> Work required
Wherever the string "match" shows up in the data below, copy the whole line.

(Collected data entries)
++++++
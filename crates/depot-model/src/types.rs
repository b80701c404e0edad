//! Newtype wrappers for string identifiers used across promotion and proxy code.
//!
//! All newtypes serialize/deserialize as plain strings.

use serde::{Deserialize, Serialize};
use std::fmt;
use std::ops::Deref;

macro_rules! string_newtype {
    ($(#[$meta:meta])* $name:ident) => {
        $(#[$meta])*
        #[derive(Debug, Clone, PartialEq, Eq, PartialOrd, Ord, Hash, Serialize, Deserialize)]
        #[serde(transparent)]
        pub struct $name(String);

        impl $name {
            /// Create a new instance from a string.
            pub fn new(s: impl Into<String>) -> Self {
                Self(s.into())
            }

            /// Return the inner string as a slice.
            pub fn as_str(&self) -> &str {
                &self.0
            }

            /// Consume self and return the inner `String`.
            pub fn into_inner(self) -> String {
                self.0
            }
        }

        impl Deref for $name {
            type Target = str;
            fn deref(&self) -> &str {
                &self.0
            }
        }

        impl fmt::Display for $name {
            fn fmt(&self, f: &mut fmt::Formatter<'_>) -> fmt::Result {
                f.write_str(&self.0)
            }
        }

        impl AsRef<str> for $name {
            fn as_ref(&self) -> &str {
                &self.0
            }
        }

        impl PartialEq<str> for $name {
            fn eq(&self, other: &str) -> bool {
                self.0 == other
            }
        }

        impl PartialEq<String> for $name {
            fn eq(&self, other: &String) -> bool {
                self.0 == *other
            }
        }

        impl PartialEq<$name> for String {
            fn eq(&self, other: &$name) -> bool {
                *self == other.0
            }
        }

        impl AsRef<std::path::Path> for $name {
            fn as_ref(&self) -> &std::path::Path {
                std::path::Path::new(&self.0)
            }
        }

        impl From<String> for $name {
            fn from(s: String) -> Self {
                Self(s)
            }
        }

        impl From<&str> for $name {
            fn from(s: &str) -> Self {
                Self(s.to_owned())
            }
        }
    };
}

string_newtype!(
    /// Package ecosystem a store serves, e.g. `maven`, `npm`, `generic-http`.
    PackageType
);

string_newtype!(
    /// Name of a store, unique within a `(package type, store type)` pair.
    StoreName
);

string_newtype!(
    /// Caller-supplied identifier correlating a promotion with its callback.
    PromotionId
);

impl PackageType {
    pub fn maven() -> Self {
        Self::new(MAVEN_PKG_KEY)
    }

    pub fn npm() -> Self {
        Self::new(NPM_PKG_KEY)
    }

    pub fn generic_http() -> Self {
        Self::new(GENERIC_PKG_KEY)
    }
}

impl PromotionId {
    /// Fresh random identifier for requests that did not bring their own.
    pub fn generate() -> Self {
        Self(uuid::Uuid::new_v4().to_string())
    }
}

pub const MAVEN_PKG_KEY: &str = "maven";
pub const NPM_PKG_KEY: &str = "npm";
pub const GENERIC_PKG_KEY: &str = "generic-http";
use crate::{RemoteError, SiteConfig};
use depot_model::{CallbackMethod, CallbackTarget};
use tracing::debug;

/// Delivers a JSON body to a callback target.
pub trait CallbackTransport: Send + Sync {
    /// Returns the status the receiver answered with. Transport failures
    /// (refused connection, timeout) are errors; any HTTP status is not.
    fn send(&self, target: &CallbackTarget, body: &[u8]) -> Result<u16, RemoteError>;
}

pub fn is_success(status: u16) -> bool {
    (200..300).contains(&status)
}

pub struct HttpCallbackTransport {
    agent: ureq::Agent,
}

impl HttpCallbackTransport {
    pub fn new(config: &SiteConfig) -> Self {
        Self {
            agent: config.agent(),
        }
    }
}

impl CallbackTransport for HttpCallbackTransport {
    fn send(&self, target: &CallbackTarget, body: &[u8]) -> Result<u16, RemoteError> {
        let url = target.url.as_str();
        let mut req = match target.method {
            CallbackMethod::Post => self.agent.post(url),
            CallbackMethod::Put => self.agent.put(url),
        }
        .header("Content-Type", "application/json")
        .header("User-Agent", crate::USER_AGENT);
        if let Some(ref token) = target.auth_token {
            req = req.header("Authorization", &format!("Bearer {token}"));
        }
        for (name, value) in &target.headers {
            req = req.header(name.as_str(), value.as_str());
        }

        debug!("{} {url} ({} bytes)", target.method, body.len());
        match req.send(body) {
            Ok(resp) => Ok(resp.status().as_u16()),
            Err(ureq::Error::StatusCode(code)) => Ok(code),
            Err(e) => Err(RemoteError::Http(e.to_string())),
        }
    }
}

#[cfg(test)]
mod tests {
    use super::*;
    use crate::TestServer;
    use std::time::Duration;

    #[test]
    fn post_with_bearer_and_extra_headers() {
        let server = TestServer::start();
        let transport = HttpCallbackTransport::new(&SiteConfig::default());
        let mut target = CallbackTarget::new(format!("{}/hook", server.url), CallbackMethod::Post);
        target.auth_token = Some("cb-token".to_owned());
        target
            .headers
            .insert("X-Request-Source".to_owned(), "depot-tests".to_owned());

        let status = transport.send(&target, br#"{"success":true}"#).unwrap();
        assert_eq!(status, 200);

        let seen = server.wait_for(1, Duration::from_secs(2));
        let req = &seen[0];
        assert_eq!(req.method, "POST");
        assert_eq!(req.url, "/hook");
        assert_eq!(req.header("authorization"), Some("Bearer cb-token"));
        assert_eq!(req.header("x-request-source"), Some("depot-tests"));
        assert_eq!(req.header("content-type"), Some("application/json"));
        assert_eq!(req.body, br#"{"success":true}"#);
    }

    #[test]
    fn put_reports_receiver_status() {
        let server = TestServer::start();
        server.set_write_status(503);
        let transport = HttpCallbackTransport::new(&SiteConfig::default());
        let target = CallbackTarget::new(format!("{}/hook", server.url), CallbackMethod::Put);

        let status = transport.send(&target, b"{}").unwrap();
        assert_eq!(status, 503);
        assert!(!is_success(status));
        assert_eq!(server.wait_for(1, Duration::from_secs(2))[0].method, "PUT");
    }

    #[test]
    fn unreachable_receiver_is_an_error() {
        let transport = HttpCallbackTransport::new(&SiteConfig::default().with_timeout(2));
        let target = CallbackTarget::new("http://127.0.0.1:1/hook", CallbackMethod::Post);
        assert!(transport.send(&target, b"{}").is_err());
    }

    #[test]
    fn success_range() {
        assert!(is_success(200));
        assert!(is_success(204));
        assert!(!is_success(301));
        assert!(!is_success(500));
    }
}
++++++
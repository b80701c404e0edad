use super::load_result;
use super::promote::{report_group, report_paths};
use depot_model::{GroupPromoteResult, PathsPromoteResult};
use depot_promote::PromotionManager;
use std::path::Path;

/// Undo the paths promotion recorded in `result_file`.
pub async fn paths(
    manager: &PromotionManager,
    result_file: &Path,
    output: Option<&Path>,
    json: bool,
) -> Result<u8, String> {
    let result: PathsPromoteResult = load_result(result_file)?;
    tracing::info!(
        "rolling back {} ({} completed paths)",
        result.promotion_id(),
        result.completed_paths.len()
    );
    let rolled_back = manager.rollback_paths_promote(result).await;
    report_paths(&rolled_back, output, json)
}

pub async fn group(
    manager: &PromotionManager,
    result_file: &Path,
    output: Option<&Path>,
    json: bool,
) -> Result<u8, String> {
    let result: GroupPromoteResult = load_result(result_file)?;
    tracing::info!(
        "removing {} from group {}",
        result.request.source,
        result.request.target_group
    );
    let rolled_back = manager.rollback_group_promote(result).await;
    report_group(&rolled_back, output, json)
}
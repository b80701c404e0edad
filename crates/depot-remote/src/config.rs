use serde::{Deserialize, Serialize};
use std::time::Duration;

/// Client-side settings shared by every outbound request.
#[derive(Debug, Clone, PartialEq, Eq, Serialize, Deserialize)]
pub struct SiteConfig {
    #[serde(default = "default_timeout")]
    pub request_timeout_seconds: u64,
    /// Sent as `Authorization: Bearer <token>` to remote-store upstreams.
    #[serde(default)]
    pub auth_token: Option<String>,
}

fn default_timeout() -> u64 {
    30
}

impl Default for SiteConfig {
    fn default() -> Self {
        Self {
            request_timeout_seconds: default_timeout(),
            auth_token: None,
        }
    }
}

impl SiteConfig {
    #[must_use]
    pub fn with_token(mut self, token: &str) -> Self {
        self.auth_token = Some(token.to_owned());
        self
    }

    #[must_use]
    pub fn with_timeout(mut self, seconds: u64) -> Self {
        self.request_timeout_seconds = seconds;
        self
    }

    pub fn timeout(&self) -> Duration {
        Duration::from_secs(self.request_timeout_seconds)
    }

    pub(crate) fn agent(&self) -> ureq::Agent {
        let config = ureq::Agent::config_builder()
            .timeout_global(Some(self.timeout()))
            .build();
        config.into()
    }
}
++++++
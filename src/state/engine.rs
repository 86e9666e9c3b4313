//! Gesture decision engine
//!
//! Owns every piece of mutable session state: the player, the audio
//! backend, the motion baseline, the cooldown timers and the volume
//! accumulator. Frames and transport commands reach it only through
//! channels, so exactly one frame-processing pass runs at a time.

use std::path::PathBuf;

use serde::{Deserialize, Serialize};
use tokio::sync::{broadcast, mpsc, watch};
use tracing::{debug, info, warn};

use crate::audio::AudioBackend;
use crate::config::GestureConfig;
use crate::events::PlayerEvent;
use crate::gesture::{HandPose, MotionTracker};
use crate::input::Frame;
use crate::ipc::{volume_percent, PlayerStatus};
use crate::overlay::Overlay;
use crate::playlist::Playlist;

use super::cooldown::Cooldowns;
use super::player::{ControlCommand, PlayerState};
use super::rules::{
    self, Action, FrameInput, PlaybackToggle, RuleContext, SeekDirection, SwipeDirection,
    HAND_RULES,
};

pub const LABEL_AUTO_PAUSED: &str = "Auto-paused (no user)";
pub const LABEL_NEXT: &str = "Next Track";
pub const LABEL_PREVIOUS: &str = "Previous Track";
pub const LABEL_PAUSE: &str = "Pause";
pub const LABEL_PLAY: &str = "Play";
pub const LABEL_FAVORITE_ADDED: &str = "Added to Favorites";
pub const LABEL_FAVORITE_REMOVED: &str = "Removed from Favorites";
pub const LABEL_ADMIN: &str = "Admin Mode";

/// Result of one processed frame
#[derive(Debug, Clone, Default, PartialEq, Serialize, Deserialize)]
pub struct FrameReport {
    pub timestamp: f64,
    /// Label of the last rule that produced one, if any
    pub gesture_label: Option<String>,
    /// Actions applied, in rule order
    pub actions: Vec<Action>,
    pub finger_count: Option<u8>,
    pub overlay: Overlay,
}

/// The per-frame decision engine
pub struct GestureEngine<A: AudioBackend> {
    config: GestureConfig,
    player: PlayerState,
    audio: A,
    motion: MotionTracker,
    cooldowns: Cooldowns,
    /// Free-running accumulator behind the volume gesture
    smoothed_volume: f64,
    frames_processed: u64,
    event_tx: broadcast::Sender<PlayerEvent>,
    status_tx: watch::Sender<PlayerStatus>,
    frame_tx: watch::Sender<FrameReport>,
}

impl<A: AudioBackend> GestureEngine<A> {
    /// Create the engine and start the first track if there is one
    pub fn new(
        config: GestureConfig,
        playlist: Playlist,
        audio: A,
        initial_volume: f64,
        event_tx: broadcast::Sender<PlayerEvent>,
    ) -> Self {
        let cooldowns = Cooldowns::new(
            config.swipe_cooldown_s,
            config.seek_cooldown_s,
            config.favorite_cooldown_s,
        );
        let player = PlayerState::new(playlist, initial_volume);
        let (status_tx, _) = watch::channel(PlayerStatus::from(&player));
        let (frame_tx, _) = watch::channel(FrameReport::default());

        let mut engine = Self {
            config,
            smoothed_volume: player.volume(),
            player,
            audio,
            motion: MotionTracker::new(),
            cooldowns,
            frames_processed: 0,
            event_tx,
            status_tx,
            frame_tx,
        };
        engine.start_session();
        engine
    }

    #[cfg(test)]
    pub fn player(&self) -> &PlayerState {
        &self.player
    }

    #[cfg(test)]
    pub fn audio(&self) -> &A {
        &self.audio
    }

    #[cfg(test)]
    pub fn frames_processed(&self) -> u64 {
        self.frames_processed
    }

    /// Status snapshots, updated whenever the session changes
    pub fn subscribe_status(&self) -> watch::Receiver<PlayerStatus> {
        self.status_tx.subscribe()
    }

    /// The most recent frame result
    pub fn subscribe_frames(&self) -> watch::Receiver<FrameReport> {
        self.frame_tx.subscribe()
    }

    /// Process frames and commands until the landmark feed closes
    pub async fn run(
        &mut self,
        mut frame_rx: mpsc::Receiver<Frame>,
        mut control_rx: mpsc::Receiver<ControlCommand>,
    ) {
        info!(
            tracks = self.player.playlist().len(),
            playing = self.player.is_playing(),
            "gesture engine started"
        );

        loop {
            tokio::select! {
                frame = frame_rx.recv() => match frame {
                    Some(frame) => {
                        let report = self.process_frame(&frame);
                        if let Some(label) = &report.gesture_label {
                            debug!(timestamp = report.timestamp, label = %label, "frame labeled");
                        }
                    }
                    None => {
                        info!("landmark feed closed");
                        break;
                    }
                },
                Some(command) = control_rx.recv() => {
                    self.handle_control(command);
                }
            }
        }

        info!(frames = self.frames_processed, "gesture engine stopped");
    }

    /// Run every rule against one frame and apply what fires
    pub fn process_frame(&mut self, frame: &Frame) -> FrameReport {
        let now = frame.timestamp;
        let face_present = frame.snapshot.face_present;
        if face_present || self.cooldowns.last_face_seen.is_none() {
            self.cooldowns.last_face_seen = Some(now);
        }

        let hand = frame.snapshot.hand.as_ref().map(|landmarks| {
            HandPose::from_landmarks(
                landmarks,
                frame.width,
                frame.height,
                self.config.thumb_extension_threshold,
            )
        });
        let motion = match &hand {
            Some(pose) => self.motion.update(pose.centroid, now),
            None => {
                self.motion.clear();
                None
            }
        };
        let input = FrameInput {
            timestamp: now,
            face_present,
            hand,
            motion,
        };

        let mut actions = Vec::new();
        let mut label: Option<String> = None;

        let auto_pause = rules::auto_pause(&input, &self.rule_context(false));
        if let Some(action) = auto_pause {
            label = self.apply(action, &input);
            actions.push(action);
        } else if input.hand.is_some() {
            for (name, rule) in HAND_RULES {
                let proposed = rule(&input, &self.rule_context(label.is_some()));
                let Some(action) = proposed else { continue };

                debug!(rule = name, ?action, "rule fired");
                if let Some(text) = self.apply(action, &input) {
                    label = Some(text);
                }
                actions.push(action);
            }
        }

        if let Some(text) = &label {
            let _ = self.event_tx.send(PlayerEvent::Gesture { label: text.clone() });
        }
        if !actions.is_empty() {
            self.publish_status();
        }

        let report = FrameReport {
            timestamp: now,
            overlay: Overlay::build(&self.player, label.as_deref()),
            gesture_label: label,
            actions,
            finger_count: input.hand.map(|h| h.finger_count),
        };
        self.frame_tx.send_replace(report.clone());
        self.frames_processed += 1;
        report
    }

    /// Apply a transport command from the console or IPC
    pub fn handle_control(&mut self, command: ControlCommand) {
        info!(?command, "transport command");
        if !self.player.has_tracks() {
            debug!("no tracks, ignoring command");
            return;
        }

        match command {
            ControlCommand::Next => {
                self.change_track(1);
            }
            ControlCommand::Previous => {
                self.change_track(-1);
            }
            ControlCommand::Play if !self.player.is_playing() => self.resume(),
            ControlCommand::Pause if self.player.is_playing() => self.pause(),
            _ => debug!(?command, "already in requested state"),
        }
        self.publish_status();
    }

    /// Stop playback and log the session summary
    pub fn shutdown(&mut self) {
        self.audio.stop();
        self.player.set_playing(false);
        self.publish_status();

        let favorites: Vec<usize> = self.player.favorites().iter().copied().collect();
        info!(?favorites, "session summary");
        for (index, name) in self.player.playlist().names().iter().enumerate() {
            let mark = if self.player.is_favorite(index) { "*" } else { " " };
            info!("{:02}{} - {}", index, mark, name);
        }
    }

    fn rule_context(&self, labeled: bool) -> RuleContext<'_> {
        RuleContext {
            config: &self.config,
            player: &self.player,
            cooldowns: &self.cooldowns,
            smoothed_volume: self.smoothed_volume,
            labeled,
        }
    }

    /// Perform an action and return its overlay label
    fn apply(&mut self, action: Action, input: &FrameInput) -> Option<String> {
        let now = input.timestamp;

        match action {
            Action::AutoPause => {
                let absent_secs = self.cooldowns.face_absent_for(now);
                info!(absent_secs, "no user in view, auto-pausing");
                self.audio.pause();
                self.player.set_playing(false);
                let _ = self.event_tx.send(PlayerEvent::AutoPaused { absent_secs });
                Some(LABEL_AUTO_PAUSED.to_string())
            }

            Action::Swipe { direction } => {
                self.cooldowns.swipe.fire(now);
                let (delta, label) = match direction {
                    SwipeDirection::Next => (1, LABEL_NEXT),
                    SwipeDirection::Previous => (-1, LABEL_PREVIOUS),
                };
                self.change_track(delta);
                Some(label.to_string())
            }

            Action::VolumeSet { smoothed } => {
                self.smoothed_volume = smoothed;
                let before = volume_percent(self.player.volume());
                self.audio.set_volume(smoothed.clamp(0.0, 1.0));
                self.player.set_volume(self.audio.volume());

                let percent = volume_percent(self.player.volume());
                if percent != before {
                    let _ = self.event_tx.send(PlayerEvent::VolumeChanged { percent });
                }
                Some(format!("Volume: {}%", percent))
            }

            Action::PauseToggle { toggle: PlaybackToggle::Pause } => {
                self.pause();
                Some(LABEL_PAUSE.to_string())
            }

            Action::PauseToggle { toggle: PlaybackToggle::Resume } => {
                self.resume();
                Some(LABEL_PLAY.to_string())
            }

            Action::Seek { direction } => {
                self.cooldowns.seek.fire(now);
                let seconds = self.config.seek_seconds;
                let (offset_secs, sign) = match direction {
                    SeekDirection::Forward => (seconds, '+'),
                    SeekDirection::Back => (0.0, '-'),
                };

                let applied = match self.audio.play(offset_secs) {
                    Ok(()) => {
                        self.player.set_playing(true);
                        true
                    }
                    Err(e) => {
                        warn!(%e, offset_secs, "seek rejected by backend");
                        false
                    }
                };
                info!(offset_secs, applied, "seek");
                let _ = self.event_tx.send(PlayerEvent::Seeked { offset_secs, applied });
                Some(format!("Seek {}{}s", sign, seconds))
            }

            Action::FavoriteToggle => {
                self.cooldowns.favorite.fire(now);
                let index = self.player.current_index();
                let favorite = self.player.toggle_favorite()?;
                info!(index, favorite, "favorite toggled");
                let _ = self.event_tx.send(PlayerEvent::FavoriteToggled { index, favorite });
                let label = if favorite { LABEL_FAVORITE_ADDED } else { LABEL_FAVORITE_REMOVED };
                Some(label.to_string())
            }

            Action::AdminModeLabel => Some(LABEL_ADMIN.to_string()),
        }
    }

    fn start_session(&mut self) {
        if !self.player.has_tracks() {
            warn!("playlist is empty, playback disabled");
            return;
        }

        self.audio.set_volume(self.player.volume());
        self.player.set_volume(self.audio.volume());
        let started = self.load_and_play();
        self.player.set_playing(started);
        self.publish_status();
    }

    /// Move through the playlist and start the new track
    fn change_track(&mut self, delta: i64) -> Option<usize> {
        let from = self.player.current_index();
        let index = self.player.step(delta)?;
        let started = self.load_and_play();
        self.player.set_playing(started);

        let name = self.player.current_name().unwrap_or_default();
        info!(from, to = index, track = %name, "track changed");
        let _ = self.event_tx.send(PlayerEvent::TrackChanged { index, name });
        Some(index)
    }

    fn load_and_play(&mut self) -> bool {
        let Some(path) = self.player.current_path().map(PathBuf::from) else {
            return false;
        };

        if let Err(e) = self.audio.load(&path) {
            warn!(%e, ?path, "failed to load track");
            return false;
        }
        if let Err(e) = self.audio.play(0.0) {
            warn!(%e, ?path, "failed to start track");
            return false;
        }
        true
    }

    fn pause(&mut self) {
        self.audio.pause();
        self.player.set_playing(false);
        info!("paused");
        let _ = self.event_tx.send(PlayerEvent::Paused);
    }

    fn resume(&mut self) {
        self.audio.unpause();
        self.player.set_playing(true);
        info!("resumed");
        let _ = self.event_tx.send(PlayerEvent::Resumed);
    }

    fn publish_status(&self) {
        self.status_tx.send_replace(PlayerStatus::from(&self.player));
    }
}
++++++
> Output for this task
        let mut req = match target.method {
        match req.send(body) {
                frame = frame_rx.recv() => match frame {
        let motion = match &hand {
        match command {
        match action {
                let (delta, label) = match direction {
                let (offset_secs, sign) = match direction {
                let applied = match self.audio.play(offset_secs) {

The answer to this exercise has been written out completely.